> Required action: With the line containing "impl ValueComparator for" as the starting point, output every line of the data below through its final line, character for character.

(Collected data)
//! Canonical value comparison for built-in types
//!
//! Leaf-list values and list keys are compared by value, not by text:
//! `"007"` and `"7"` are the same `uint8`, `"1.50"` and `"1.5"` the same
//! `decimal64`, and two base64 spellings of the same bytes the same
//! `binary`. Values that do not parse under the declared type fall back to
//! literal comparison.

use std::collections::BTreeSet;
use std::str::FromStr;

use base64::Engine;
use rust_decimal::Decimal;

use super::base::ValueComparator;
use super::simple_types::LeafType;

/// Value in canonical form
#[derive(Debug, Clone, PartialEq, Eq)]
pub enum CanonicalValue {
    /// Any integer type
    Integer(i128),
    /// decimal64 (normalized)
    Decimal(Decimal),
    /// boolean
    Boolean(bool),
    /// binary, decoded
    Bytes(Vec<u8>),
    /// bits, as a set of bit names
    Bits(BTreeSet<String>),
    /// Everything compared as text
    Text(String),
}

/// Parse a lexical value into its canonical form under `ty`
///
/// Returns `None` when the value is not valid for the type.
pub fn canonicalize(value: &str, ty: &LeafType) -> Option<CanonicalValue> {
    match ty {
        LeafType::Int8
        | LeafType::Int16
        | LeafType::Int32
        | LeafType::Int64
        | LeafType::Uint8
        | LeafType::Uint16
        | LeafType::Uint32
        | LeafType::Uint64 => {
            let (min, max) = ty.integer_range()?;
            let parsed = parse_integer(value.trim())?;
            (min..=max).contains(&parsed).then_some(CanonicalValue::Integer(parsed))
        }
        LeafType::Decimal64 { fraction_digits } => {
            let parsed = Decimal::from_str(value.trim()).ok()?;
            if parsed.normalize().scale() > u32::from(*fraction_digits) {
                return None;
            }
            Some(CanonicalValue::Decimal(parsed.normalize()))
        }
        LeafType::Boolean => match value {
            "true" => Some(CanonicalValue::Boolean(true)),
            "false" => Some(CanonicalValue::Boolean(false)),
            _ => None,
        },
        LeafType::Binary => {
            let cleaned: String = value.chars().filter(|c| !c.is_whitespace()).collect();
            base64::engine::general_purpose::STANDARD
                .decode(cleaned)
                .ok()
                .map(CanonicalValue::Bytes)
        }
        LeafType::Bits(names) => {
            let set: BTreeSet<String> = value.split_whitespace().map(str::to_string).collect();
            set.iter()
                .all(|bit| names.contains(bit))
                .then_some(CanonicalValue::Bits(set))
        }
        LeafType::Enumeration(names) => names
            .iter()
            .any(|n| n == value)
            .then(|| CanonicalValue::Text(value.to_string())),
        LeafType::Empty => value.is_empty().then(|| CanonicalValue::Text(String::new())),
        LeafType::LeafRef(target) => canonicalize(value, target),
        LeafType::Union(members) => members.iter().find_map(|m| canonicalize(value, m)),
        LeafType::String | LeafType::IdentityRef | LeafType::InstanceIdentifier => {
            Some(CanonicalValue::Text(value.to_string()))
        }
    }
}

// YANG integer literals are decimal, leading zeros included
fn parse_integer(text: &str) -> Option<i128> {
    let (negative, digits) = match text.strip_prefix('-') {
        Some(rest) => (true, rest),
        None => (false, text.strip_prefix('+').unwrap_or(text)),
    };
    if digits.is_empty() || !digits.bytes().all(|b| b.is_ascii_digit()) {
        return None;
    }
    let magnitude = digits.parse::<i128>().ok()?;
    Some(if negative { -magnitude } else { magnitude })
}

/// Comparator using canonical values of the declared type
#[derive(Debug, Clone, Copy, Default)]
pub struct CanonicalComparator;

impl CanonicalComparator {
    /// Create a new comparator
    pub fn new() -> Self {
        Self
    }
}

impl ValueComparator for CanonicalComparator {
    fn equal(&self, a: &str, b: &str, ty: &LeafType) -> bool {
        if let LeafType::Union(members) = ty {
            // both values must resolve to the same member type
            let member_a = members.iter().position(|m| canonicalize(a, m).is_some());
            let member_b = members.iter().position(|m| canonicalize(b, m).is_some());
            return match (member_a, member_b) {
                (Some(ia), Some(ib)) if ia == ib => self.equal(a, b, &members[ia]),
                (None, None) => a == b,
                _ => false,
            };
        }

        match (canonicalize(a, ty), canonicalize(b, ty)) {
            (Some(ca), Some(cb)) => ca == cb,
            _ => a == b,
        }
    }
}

> Response area:
impl ValueComparator for CanonicalComparator {
    fn equal(&self, a: &str, b: &str, ty: &LeafType) -> bool {
        if let LeafType::Union(members) = ty {
            // both values must resolve to the same member type
            let member_a = members.iter().position(|m| canonicalize(a, m).is_some());
            let member_b = members.iter().position(|m| canonicalize(b, m).is_some());
            return match (member_a, member_b) {
                (Some(ia), Some(ib)) if ia == ib => self.equal(a, b, &members[ia]),
                (None, None) => a == b,
                _ => false,
            };
        }

        match (canonicalize(a, ty), canonicalize(b, ty)) {
            (Some(ca), Some(cb)) => ca == cb,
            _ => a == b,
        }
    }
}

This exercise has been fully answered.